** Supplied data follows **
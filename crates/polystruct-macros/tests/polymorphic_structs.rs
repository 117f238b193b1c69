//! Integration tests for the attribute macros.
//!
//! Each module below is expanded by `#[polymorphic_structs]`; the tests then
//! drive the generated merged types the same way user code would.

use polystruct::prelude::*;

#[polymorphic_structs]
mod fields {
    #[polymorphic_struct]
    pub trait IFieldTestStruct {
        fn foo(&self) -> i32;
    }

    #[derive(Debug, Default, Clone, PartialEq)]
    pub struct FieldTestStructA {
        pub field: i32,
    }

    #[derive(Debug, Default, Clone, PartialEq)]
    pub struct FieldTestStructB {
        pub field: i32,
        pub field2: i32,
    }

    impl IFieldTestStruct for FieldTestStructA {
        fn foo(&self) -> i32 {
            self.field
        }
    }

    impl IFieldTestStruct for FieldTestStructB {
        fn foo(&self) -> i32 {
            self.field + self.field2
        }
    }
}

#[polymorphic_structs]
mod simple {
    #[polymorphic_struct]
    pub trait IInterfacesStruct {
        fn foo(&self) -> i32;
    }

    #[derive(Debug, Default, Clone, Copy, PartialEq)]
    pub struct InterfacesStructA;

    impl IInterfacesStruct for InterfacesStructA {
        fn foo(&self) -> i32 {
            42
        }
    }
}

#[polymorphic_structs]
mod params {
    #[derive(Debug, Default, Clone, Copy, PartialEq)]
    pub struct MethodParamTestStruct {
        pub field: i32,
    }

    #[derive(Debug, Default, Clone, Copy, PartialEq)]
    pub struct MyInnerStruct {
        pub field: i32,
    }

    #[polymorphic_struct]
    pub trait IMethodParametersStruct {
        fn foo1(&self);
        fn foo2(&self) -> i32;
        fn foo3(&self, a: i32) -> i32;
        fn foo4(
            &mut self,
            a: &mut MyInnerStruct,
            b: &MethodParamTestStruct,
            #[out] c: &mut MethodParamTestStruct,
        );
    }

    #[derive(Debug, Default, Clone, PartialEq)]
    pub struct MethodParametersStructA;

    impl IMethodParametersStruct for MethodParametersStructA {
        fn foo1(&self) {}

        fn foo2(&self) -> i32 {
            1
        }

        fn foo3(&self, a: i32) -> i32 {
            a
        }

        fn foo4(
            &mut self,
            a: &mut MyInnerStruct,
            b: &MethodParamTestStruct,
            c: &mut MethodParamTestStruct,
        ) {
            a.field = b.field;
            *c = MethodParamTestStruct { field: 42 };
        }
    }
}

#[polymorphic_structs]
mod hierarchy {
    pub trait IParentStruct {
        fn foo(&self, a: i32, b: bool) -> i32;
    }

    pub trait IParentStruct2 {
        fn bar(&self) -> i32;
    }

    #[polymorphic_struct]
    pub trait IChildStruct: IParentStruct + IParentStruct2 {}

    #[derive(Debug, Default, Clone, PartialEq)]
    pub struct InheritedStruct;

    impl IParentStruct for InheritedStruct {
        fn foo(&self, a: i32, b: bool) -> i32 {
            42 + a * i32::from(b)
        }
    }

    impl IParentStruct2 for InheritedStruct {
        fn bar(&self) -> i32 {
            13
        }
    }

    impl IChildStruct for InheritedStruct {}
}

#[polymorphic_structs]
mod actions {
    pub trait IAction {
        fn act(&self) -> i32;
    }

    #[polymorphic_struct]
    pub trait IMeleeEnemyAction: IAction {}

    #[polymorphic_struct]
    pub trait IRangedEnemyAction: IAction {}

    #[derive(Debug, Default, Clone, PartialEq)]
    pub struct MeleeIdleAction;

    #[derive(Debug, Default, Clone, PartialEq)]
    pub struct RangedIdleAction;

    impl IAction for MeleeIdleAction {
        fn act(&self) -> i32 {
            1
        }
    }

    impl IMeleeEnemyAction for MeleeIdleAction {}

    impl IAction for RangedIdleAction {
        fn act(&self) -> i32 {
            2
        }
    }

    impl IRangedEnemyAction for RangedIdleAction {}
}

#[polymorphic_structs]
mod properties {
    #[polymorphic_struct]
    pub trait IPropertiesStruct {
        #[property]
        fn prop1(&self) -> i32;
        #[property]
        fn set_prop1(&mut self, value: i32);
        #[property]
        fn prop2(&self) -> i32;
        #[property]
        fn set_prop2(&mut self, value: i32);
        #[property]
        fn product(&self) -> i32;
        #[property]
        fn set_doubled(&mut self, value: i32);
    }

    #[derive(Debug, Default, Clone, PartialEq)]
    pub struct PropertiesStructA {
        prop1_backing: i32,
        pub prop2: i32,
    }

    impl IPropertiesStruct for PropertiesStructA {
        fn prop1(&self) -> i32 {
            self.prop1_backing
        }

        fn set_prop1(&mut self, value: i32) {
            self.prop1_backing = value;
        }

        fn prop2(&self) -> i32 {
            self.prop2
        }

        fn set_prop2(&mut self, value: i32) {
            self.prop2 = value;
        }

        fn product(&self) -> i32 {
            self.prop1() * self.prop2
        }

        fn set_doubled(&mut self, value: i32) {
            self.prop1_backing = value * 2;
        }
    }
}

#[polymorphic_structs(derives = "Clone, Debug, PartialEq", type_id_field = "kind")]
mod shapes {
    #[polymorphic_struct]
    pub trait IShape {
        fn area(&self) -> f32;
        fn scale(&mut self, by: f32);
        fn label(&self) -> &'static str;
        fn into_sides(self) -> u32;
        fn sum_with<T: Into<f32>>(&self, extra: T) -> f32;
        /// # Safety
        /// Always safe; exercises unsafe dispatch.
        unsafe fn raw_sides(&self) -> u32;
    }

    #[derive(Debug, Default, Clone, PartialEq)]
    pub struct Square(pub f32);

    #[derive(Debug, Default, Clone, PartialEq)]
    pub struct Rect {
        pub w: f32,
        pub h: f32,
        pub scaled: u32,
    }

    #[derive(Debug, Default, Clone, PartialEq)]
    pub struct Point;

    impl IShape for Square {
        fn area(&self) -> f32 {
            self.0 * self.0
        }
        fn scale(&mut self, by: f32) {
            self.0 *= by;
        }
        fn label(&self) -> &'static str {
            "square"
        }
        fn into_sides(self) -> u32 {
            4
        }
        fn sum_with<T: Into<f32>>(&self, extra: T) -> f32 {
            self.area() + extra.into()
        }
        unsafe fn raw_sides(&self) -> u32 {
            4
        }
    }

    impl IShape for Rect {
        fn area(&self) -> f32 {
            self.w * self.h
        }
        fn scale(&mut self, by: f32) {
            self.w *= by;
            self.h *= by;
            self.scaled += 1;
        }
        fn label(&self) -> &'static str {
            "rect"
        }
        fn into_sides(self) -> u32 {
            4
        }
        fn sum_with<T: Into<f32>>(&self, extra: T) -> f32 {
            self.area() + extra.into()
        }
        unsafe fn raw_sides(&self) -> u32 {
            4
        }
    }

    impl IShape for Point {
        fn area(&self) -> f32 {
            0.0
        }
        fn scale(&mut self, _by: f32) {}
        fn label(&self) -> &'static str {
            "point"
        }
        fn into_sides(self) -> u32 {
            0
        }
        fn sum_with<T: Into<f32>>(&self, extra: T) -> f32 {
            extra.into()
        }
        unsafe fn raw_sides(&self) -> u32 {
            0
        }
    }
}

#[polymorphic_structs]
mod naming {
    #[polymorphic_struct]
    pub trait IAccumulator {
        fn add(&mut self, instance: i32) -> i32;
        fn peek(&self, result: i32, merged: i32) -> i32;
    }

    #[derive(Debug, Default, Clone, PartialEq)]
    pub struct Plain {
        pub total: i32,
    }

    impl IAccumulator for Plain {
        fn add(&mut self, instance: i32) -> i32 {
            self.total += instance;
            self.total
        }
        fn peek(&self, result: i32, merged: i32) -> i32 {
            self.total + result * merged
        }
    }
}

#[test]
fn test_fields_are_merged_and_dispatched() {
    use fields::*;

    let base_a = FieldTestStructA { field: 1 }.to_field_test_struct();
    let base_b = FieldTestStructB { field: 2, field2: 3 }.to_field_test_struct();

    assert_eq!(base_a.current_type_id, Some(FieldTestStructTypeId::FieldTestStructA));
    assert_eq!(base_b.current_type_id, Some(FieldTestStructTypeId::FieldTestStructB));
    assert_eq!(base_a.foo(), 1);
    assert_eq!(base_b.foo(), 5);

    // `field` of both variants shares one slot; `field2` gets its own.
    assert_eq!(base_b.i32_0, 2);
    assert_eq!(base_b.i32_1, 3);
}

#[test]
fn test_round_trip() {
    use fields::*;

    let b = FieldTestStructB { field: 7, field2: -4 };
    let merged: FieldTestStruct = b.clone().into();
    assert_eq!(FieldTestStructB::from(&merged), b);
    assert_eq!(FieldTestStructB::from_field_test_struct(&b.to_field_test_struct()), b);

    let mut reused = FieldTestStructA { field: 9 }.to_field_test_struct();
    b.write_into_field_test_struct(&mut reused);
    assert_eq!(reused, merged);
}

#[test]
fn test_simple_interface() {
    use simple::*;

    fn call_through_interface<T: IInterfacesStruct>(obj: T) -> i32 {
        obj.foo()
    }

    let my_struct = InterfacesStructA;
    assert_eq!(my_struct.foo(), 42, "Direct Call");
    assert_eq!(my_struct.to_interfaces_struct().foo(), 42, "Polymorphic Call");
    assert_eq!(call_through_interface(my_struct), 42);
    assert_eq!(call_through_interface(my_struct.to_interfaces_struct()), 42);
}

#[test]
fn test_method_parameters() {
    use params::*;

    let mut my_struct = MethodParametersStructA.to_method_parameters_struct();
    my_struct.foo1();
    assert_eq!(my_struct.foo2(), 1);
    assert_eq!(my_struct.foo3(5), 5);

    let mut inner = MyInnerStruct { field: 5 };
    let mut out = MethodParamTestStruct::default();
    my_struct.foo4(&mut inner, &MethodParamTestStruct { field: 43 }, &mut out);
    assert_eq!(inner.field, 43, "ref works");
    assert_eq!(out.field, 42, "out works");
}

#[test]
fn test_default_branch_is_total() {
    use params::*;

    let mut unknown = MethodParametersStruct::default();
    assert_eq!(unknown.current_type_id, None);

    unknown.foo1();
    assert_eq!(unknown.foo2(), 0);
    assert_eq!(unknown.foo3(9), 0);

    let mut inner = MyInnerStruct { field: 5 };
    let mut out = MethodParamTestStruct { field: 7 };
    unknown.foo4(&mut inner, &MethodParamTestStruct { field: 43 }, &mut out);
    assert_eq!(inner.field, 5);
    assert_eq!(out, MethodParamTestStruct::default());
}

#[test]
fn test_members_from_parent_interfaces() {
    use hierarchy::*;

    let child = InheritedStruct.to_child_struct();
    assert_eq!(child.bar(), 13);
    assert_eq!(child.foo(1, false), 42);
    assert_eq!(child.foo(1, true), 43);
}

#[test]
fn test_hierarchies_share_common_parent() {
    use actions::*;

    fn action_common_code<T: IAction>(action: T) -> i32 {
        action.act()
    }

    assert_eq!(action_common_code(MeleeIdleAction.to_melee_enemy_action()), 1);
    assert_eq!(action_common_code(RangedIdleAction.to_ranged_enemy_action()), 2);
}

#[test]
fn test_properties() {
    use properties::*;

    let mut props = PropertiesStructA::default().to_properties_struct();
    assert_eq!(props.prop1(), 0, "Read default value");
    props.set_prop1(12);
    assert_eq!(props.prop1(), 12, "Read value that is set");
    props.set_prop2(10);
    assert_eq!(props.prop2(), 10, "Read value that is set");
    assert_eq!(props.product(), 120, "Read get-only property");
    props.set_doubled(21);
    assert_eq!(props.prop1(), 42, "Access mutated value");
}

#[test]
fn test_dispatch_matches_direct_calls() {
    use shapes::*;

    let variants: Vec<Shape> = vec![
        Square(2.0).into(),
        Rect { w: 2.0, h: 3.0, scaled: 0 }.into(),
        Point.into(),
    ];
    let expected_area = [4.0, 6.0, 0.0];
    let expected_label = ["square", "rect", "point"];

    for ((shape, area), label) in variants.iter().zip(expected_area).zip(expected_label) {
        assert_eq!(shape.area(), area);
        assert_eq!(shape.label(), label);
        assert_eq!(shape.sum_with(1.0_f32), area + 1.0);
        assert_eq!(unsafe { shape.raw_sides() }, if label == "point" { 0 } else { 4 });
        assert_eq!(shape.clone().into_sides(), if label == "point" { 0 } else { 4 });
    }

    // Mutations made through the merged value land in its slots.
    let mut direct = Rect { w: 1.0, h: 2.0, scaled: 0 };
    let mut merged = direct.to_shape();
    direct.scale(3.0);
    merged.scale(3.0);
    assert_eq!(Rect::from_shape(&merged), direct);
    assert_eq!(merged.kind, Some(ShapeTypeId::Rect));
}

#[test]
fn test_tuple_and_unit_variants() {
    use shapes::*;

    let square = Square(1.5).to_shape();
    assert_eq!(Square::from_shape(&square), Square(1.5));

    let point: Shape = Point.into();
    assert_eq!(point.kind, Some(ShapeTypeId::Point));
    assert_eq!(Point::from(&point), Point);
}

#[test]
fn test_parameters_named_like_arm_locals_are_forwarded() {
    use naming::*;

    let mut acc = Plain { total: 1 }.to_accumulator();
    assert_eq!(acc.add(4), 5);
    assert_eq!(acc.add(10), 15);
    assert_eq!(acc.peek(2, 3), 21);
    assert_eq!(Plain::from(&acc), Plain { total: 15 });
}

#[test]
fn test_ui_pass() {
    let t = trybuild::TestCases::new();
    t.pass("tests/ui/pass/*.rs");
}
** End of Supplied data **
* **Your task**:
Which of the lines above hold the string "IAccumulator"? Pick each of them out.

* **Exercise solution**:
    pub trait IAccumulator {
    impl IAccumulator for Plain {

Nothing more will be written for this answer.